Refinancing options


Thinks s/he gets paid by the post
Nov 25, 2006
Im looking at my options for refinancing my 5 yr ARM which is resetting in about 2 months.

We will be in the house for exactly 7 more years before we retire and move.


1) Pay off the mortgage. I have the money for this but dont want to do it at this point.

2) Let the mortgage reset and wait until next year to tackle this problem. It appears it will reset to about 5% for this next year which is lower than the going rates but who knows what they will be this time next year.

3) Refinance with my current company (Wells Fargo). Id like comments on any point of this post but this is the option Im interested in hearing thoughts on since Im confused about it. They have a current rate fixed rate of 5.75% for 15 years or 6.25% for 15 years with no closing costs. I know I need to talk to them to see how much closing costs would be for a comparison but Im trying to do some math first.

I owe $102000.

15 yrs at 5.75% gives me a payment of $847
15 yrs at 6.25% gives me a payment of $874

Difference is $27 / month times the 84 months we'll be in the house = $2268

I can compare that $2268 to the closing cost for the lower interest loan but what Im not sure about is how or if I need to compare the loan balances after the 7 years.

Balance for the 5.75% loan after 7 years is $64519
Balance for the 6.25% loan after 7 years is $65407

Do I add the extra $888 that remains on the balance of the 6.25% loan to the extra $2268 in payments to get a total of $3156 in higher costs for the no closing costs loan?

Is the higher balance number of the 6.25% loan even correct or do I need to find out what the payoff would be at that point for both loans?
How about a 10yr HE loan fixed at 4.99 with 0 closing cost?

Over 7 years, that would save you about 10k.
I strongly suggest that you avail yourself of the calculators here: The Mortgage Professor's Website The site is run by a finance professor at Wharton and is above-board.

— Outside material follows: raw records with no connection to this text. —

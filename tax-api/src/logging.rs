use std::fs::File;
use std::io::{self, IsTerminal, Write};
use std::path::Path;
use std::sync::{Arc, Mutex, MutexGuard, OnceLock, PoisonError};

use anyhow::Result;
use chrono::Local;
use tracing::{Event, Level, Subscriber};
use tracing_subscriber::{
    EnvFilter,
    fmt::{
        FmtContext, MakeWriter,
        format::{FormatEvent, FormatFields, Writer},
    },
    layer::SubscriberExt,
    registry::LookupSpan,
    reload,
    util::SubscriberInitExt,
};

use crate::config::LoggingSettings;

// --- Formatter ---

struct LocalFmt;

impl<S, N> FormatEvent<S, N> for LocalFmt
where
    S: Subscriber + for<'a> LookupSpan<'a>,
    N: for<'a> FormatFields<'a> + 'static,
{
    fn format_event(
        &self,
        ctx: &FmtContext<'_, S, N>,
        mut writer: Writer<'_>,
        event: &Event<'_>,
    ) -> std::fmt::Result {
        let meta = event.metadata();
        let ansi = writer.has_ansi_escapes();

        if ansi {
            write!(writer, "\x1b[2m")?
        }
        write!(
            writer,
            "{} ",
            Local::now().format("%Y-%m-%dT%H:%M:%S%.3f%:z")
        )?;
        if ansi {
            write!(writer, "\x1b[0m")?
        }

        let (pre, post) = if ansi { level_colour(*meta.level()) } else { ("", "") };
        write!(writer, "{}{:>5}{} ", pre, meta.level(), post)?;

        if ansi {
            write!(writer, "\x1b[36m{}\x1b[0m ", meta.target())?;
        } else {
            write!(writer, "{} ", meta.target())?;
        }

        ctx.field_format().format_fields(writer.by_ref(), event)?;
        writeln!(writer)
    }
}

fn level_colour(level: Level) -> (&'static str, &'static str) {
    match level {
        Level::ERROR => ("\x1b[1;31m", "\x1b[0m"),
        Level::WARN => ("\x1b[1;33m", "\x1b[0m"),
        Level::INFO => ("\x1b[1;32m", "\x1b[0m"),
        Level::DEBUG => ("\x1b[1;34m", "\x1b[0m"),
        Level::TRACE => ("\x1b[1;35m", "\x1b[0m"),
    }
}

// --- Late-bound file writer ---

/// A MakeWriter that can be pointed at a file after initialization.
/// While no file is set, all writes are discarded.
#[derive(Clone, Default)]
struct FileSlot(Arc<Mutex<Option<File>>>);

impl FileSlot {
    fn lock(&self) -> MutexGuard<'_, Option<File>> {
        self.0.lock().unwrap_or_else(PoisonError::into_inner)
    }
}

struct SlotWriter<'a>(MutexGuard<'a, Option<File>>);

impl Write for SlotWriter<'_> {
    fn write(
        &mut self,
        buf: &[u8],
    ) -> io::Result<usize> {
        match &mut *self.0 {
            Some(f) => f.write(buf),
            None => Ok(buf.len()),
        }
    }

    fn flush(&mut self) -> io::Result<()> {
        match &mut *self.0 {
            Some(f) => f.flush(),
            None => Ok(()),
        }
    }
}

impl<'a> MakeWriter<'a> for FileSlot {
    type Writer = SlotWriter<'a>;

    fn make_writer(&'a self) -> Self::Writer {
        SlotWriter(self.lock())
    }
}

// --- Statics ---

type SetStrFn = Box<dyn Fn(&str) -> Result<()> + Send + Sync>;

static SET_LOG_LEVEL: OnceLock<SetStrFn> = OnceLock::new();
static FILE_SLOT: OnceLock<FileSlot> = OnceLock::new();

/// `RUST_LOG` when set, else the configured level.
fn make_filter(level: &str) -> EnvFilter {
    EnvFilter::try_from_default_env()
        .or_else(|_| EnvFilter::try_new(level))
        .unwrap_or_else(|_| EnvFilter::new("info"))
}

fn store_level_handle<S>(handle: reload::Handle<EnvFilter, S>)
where
    S: Subscriber + Send + Sync + 'static,
{
    let _ = SET_LOG_LEVEL.set(Box::new(move |level_str: &str| {
        let filter = EnvFilter::try_new(level_str)
            .map_err(|e| anyhow::anyhow!("invalid log level '{level_str}': {e}"))?;
        handle
            .reload(filter)
            .map_err(|e| anyhow::anyhow!("filter reload failed: {e}"))
    }));
}

fn open_append(path: &Path) -> Result<File> {
    File::options()
        .create(true)
        .append(true)
        .open(path)
        .map_err(|e| anyhow::anyhow!("cannot open log file '{}': {e}", path.display()))
}

// --- Public API ---

/// Changes the active log filter at runtime.
/// Accepts a bare level ("error", "warn", "info", "debug", "trace")
/// or any full EnvFilter directive.
pub fn set_log_level(level: &str) -> Result<()> {
    match SET_LOG_LEVEL.get() {
        Some(f) => f(level),
        None => anyhow::bail!("logging not yet initialized"),
    }
}

/// Starts appending log output to `path`, replacing any open log file.
/// The directory must already exist.
pub fn enable_file_logging(path: &Path) -> Result<()> {
    let file = open_append(path)?;
    match FILE_SLOT.get() {
        Some(slot) => {
            *slot.lock() = Some(file);
            Ok(())
        }
        None => anyhow::bail!("logging not yet initialized"),
    }
}

/// Initializes logging. Call once at startup.
///
/// - Stderr: coloured when attached to a terminal, plain when piped, so
///   stdout stays clean for command output.
/// - File: appended to when `settings.file` is set.
/// - Level: `settings.level`, or the RUST_LOG env var when set.
pub fn init_logging(settings: &LoggingSettings) -> Result<()> {
    let slot = FILE_SLOT.get_or_init(FileSlot::default).clone();

    let (level_filter, level_handle) = reload::Layer::new(make_filter(&settings.level));

    let stderr_layer = tracing_subscriber::fmt::layer()
        .event_format(LocalFmt)
        .with_writer(io::stderr)
        .with_ansi(io::stderr().is_terminal());

    let file_layer = tracing_subscriber::fmt::layer()
        .event_format(LocalFmt)
        .with_ansi(false)
        .with_writer(slot);

    if tracing_subscriber::registry()
        .with(level_filter)
        .with(stderr_layer)
        .with(file_layer)
        .try_init()
        .is_ok()
    {
        store_level_handle(level_handle);
    }

    if let Some(path) = &settings.file {
        enable_file_logging(path)?;
    }
    Ok(())
}
//! Self-employment tax.
//!
//! The worksheet has four lines:
//!
//! | Line | Description |
//! |------|-------------|
//! | 1    | Net profit from self-employment (losses count as zero) |
//! | 2    | Net earnings: Line 1 × 92.35% (net earnings factor) |
//! | 3    | Self-employment tax: Line 2 × 15.3% (combined rate) |
//! | 4    | Deductible part of SE tax: Line 3 × 50% |
//!
//! The 92.35% factor removes the employer-equivalent share before the
//! combined social security and Medicare rate applies. Line 4 is the
//! above-the-line deduction subtracted from gross income before the rate
//! schedule is applied.
//!
//! # Example
//!
//! ```
//! use rust_decimal_macros::dec;
//! use tax_core::calculations::{SeWorksheet, SelfEmploymentConfig};
//!
//! let worksheet = SeWorksheet::new(SelfEmploymentConfig::default()).unwrap();
//! let result = worksheet.calculate(dec!(50000));
//!
//! assert_eq!(result.net_earnings, dec!(46175));
//! assert_eq!(result.self_employment_tax, dec!(7064.775));
//! assert_eq!(result.se_tax_deduction, dec!(3532.3875));
//! ```

use rust_decimal::Decimal;
use rust_decimal_macros::dec;
use serde::{Deserialize, Serialize};
use thiserror::Error;
use tracing::warn;

use crate::calculations::common::floor_at_zero;

/// Errors raised by an invalid [`SelfEmploymentConfig`].
#[derive(Debug, Error, PartialEq, Eq)]
pub enum SeWorksheetError {
    /// The net earnings factor must be in (0, 1].
    #[error("net earnings factor must be between 0 and 1, got {0}")]
    InvalidNetEarningsFactor(Decimal),

    /// The combined tax rate must be in [0, 1].
    #[error("self-employment tax rate must be between 0 and 1, got {0}")]
    InvalidTaxRate(Decimal),

    /// The deduction factor must be in [0, 1].
    #[error("deduction factor must be between 0 and 1, got {0}")]
    InvalidDeductionFactor(Decimal),
}

/// Rates used by the worksheet.
#[derive(Debug, Clone, PartialEq, Eq, Serialize, Deserialize)]
pub struct SelfEmploymentConfig {
    /// Share of net profit subject to SE tax. Statutory value 92.35%.
    pub net_earnings_factor: Decimal,

    /// Combined social security and Medicare rate. Statutory value 15.3%.
    pub tax_rate: Decimal,

    /// Share of SE tax deductible from gross income. Statutory value 50%.
    pub deduction_factor: Decimal,
}

impl Default for SelfEmploymentConfig {
    fn default() -> Self {
        Self {
            net_earnings_factor: dec!(0.9235),
            tax_rate: dec!(0.153),
            deduction_factor: dec!(0.50),
        }
    }
}

impl SelfEmploymentConfig {
    /// Checks that every factor lies in its valid range.
    ///
    /// # Errors
    ///
    /// Returns [`SeWorksheetError`] naming the first out-of-range value.
    ///
    /// # Example
    ///
    /// ```
    /// use rust_decimal_macros::dec;
    /// use tax_core::calculations::{SeWorksheetError, SelfEmploymentConfig};
    ///
    /// let config = SelfEmploymentConfig {
    ///     tax_rate: dec!(1.53),
    ///     ..SelfEmploymentConfig::default()
    /// };
    ///
    /// assert_eq!(config.validate(), Err(SeWorksheetError::InvalidTaxRate(dec!(1.53))));
    /// ```
    pub fn validate(&self) -> Result<(), SeWorksheetError> {
        if self.net_earnings_factor <= Decimal::ZERO || self.net_earnings_factor > Decimal::ONE {
            return Err(SeWorksheetError::InvalidNetEarningsFactor(
                self.net_earnings_factor,
            ));
        }
        if self.tax_rate < Decimal::ZERO || self.tax_rate > Decimal::ONE {
            return Err(SeWorksheetError::InvalidTaxRate(self.tax_rate));
        }
        if self.deduction_factor < Decimal::ZERO || self.deduction_factor > Decimal::ONE {
            return Err(SeWorksheetError::InvalidDeductionFactor(
                self.deduction_factor,
            ));
        }
        Ok(())
    }
}

/// Result of the SE worksheet.
#[derive(Debug, Clone, PartialEq, Eq, Serialize, Deserialize)]
pub struct SeWorksheetResult {
    /// Net profit used (Line 1).
    pub se_income: Decimal,

    /// Net earnings subject to SE tax (Line 2).
    pub net_earnings: Decimal,

    /// Self-employment tax (Line 3).
    pub self_employment_tax: Decimal,

    /// Deductible part of SE tax (Line 4).
    pub se_tax_deduction: Decimal,
}

/// Calculator for the SE worksheet. Holds a validated configuration, so
/// [`SeWorksheet::calculate`] cannot fail.
#[derive(Debug, Clone, Default)]
pub struct SeWorksheet {
    config: SelfEmploymentConfig,
}

impl SeWorksheet {
    /// # Errors
    ///
    /// Returns [`SeWorksheetError`] if the configuration is invalid.
    pub fn new(config: SelfEmploymentConfig) -> Result<Self, SeWorksheetError> {
        config.validate()?;
        Ok(Self { config })
    }

    pub fn calculate(
        &self,
        se_income: Decimal,
    ) -> SeWorksheetResult {
        let se_income = self.net_profit(se_income);
        let net_earnings = self.net_earnings(se_income);
        let self_employment_tax = self.self_employment_tax(net_earnings);
        let se_tax_deduction = self.se_tax_deduction(self_employment_tax);

        SeWorksheetResult {
            se_income,
            net_earnings,
            self_employment_tax,
            se_tax_deduction,
        }
    }

    /// Line 1.
    fn net_profit(
        &self,
        se_income: Decimal,
    ) -> Decimal {
        if se_income < Decimal::ZERO {
            warn!(%se_income, "self-employment loss treated as zero for SE tax");
        }
        floor_at_zero(se_income)
    }

    /// Line 2.
    fn net_earnings(
        &self,
        se_income: Decimal,
    ) -> Decimal {
        se_income * self.config.net_earnings_factor
    }

    /// Line 3.
    fn self_employment_tax(
        &self,
        net_earnings: Decimal,
    ) -> Decimal {
        net_earnings * self.config.tax_rate
    }

    /// Line 4.
    fn se_tax_deduction(
        &self,
        self_employment_tax: Decimal,
    ) -> Decimal {
        self_employment_tax * self.config.deduction_factor
    }
}
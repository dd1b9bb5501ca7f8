use std::fmt;

use serde::{Deserialize, Serialize};

/// Filing status of the taxpayer. Selects the bracket table and the
/// standard deduction.
#[derive(
    Debug, Clone, Copy, Default, PartialEq, Eq, Hash, PartialOrd, Ord, Serialize, Deserialize,
)]
#[serde(rename_all = "snake_case")]
pub enum FilingStatus {
    #[default]
    Single,
    MarriedJoint,
    MarriedSeparate,
    HeadOfHousehold,
}

impl FilingStatus {
    pub fn all() -> &'static [FilingStatus] {
        &[
            FilingStatus::Single,
            FilingStatus::MarriedJoint,
            FilingStatus::MarriedSeparate,
            FilingStatus::HeadOfHousehold,
        ]
    }

    /// Wire name, as accepted in request payloads.
    pub fn as_str(&self) -> &'static str {
        match self {
            Self::Single => "single",
            Self::MarriedJoint => "married_joint",
            Self::MarriedSeparate => "married_separate",
            Self::HeadOfHousehold => "head_of_household",
        }
    }

    /// Short IRS code.
    pub fn code(&self) -> &'static str {
        match self {
            Self::Single => "S",
            Self::MarriedJoint => "MFJ",
            Self::MarriedSeparate => "MFS",
            Self::HeadOfHousehold => "HOH",
        }
    }

    pub fn label(&self) -> &'static str {
        match self {
            Self::Single => "Single",
            Self::MarriedJoint => "Married Filing Jointly",
            Self::MarriedSeparate => "Married Filing Separately",
            Self::HeadOfHousehold => "Head of Household",
        }
    }

    /// Parses either the wire name or the short code, ignoring case and
    /// surrounding whitespace.
    pub fn parse(s: &str) -> Option<Self> {
        let s = s.trim();
        Self::all()
            .iter()
            .copied()
            .find(|status| {
                status.as_str().eq_ignore_ascii_case(s) || status.code().eq_ignore_ascii_case(s)
            })
    }
}

impl fmt::Display for FilingStatus {
    fn fmt(
        &self,
        f: &mut fmt::Formatter<'_>,
    ) -> fmt::Result {
        f.write_str(self.as_str())
    }
}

You know you will be in the house for a precise amount of time. I would give serious though to comparing a 7/1 ARM to a 15 year, 5 year ARM, 10 year Pen Fed HE loan and even a HELOC (Scchwab will do prime minus 1% if you are at 70% LTV and have squeaky clean credit).
My only opinion is that Wells Fargo sucks.
Im looking at the Pen Fed 4.99% HE loan.

I went to the page that tells me how much Im eligible to borrow and what my payments would be. It asks for the current market value of my home which is about $190,000. Then it asks what LTV I want. I select 80% or less.

The next box doesnt say what it is. Then there is a box for the outstanding mortgage amount which is $102,000.

As I said, I dont know what to put in that one box, but if I enter $190,000, it tells me I can only borrow $88,000 which is the $190,000 minus the balance of $102,000 which makes sense but if thats the case, how can I use this HE loan to refinance with? It seems you would have to have at least 50% equity in the house to make it work as a refinance.

I must be doing something wrong, right?
utrecht, why don't you call them and ask? I have found them to be very helpful and pleasant.
You can borrow up to 400k with LTV of 80% or less.

I just went through the whole process - applied online. It was quite simple. It closed in about 10 days. Too bad I had to rescind.
x2 on the Penfed endorsement.

I recently used the PenFed 10 yr. 4.99% HEL to pay off the balance of my 30-yr mortgage. Easy to apply, easy to close and inexpensive...
After weighing all options, Ive also decided to go with the PenFed 10 Yr 4.99% deal. Thanks for the reccmmendations.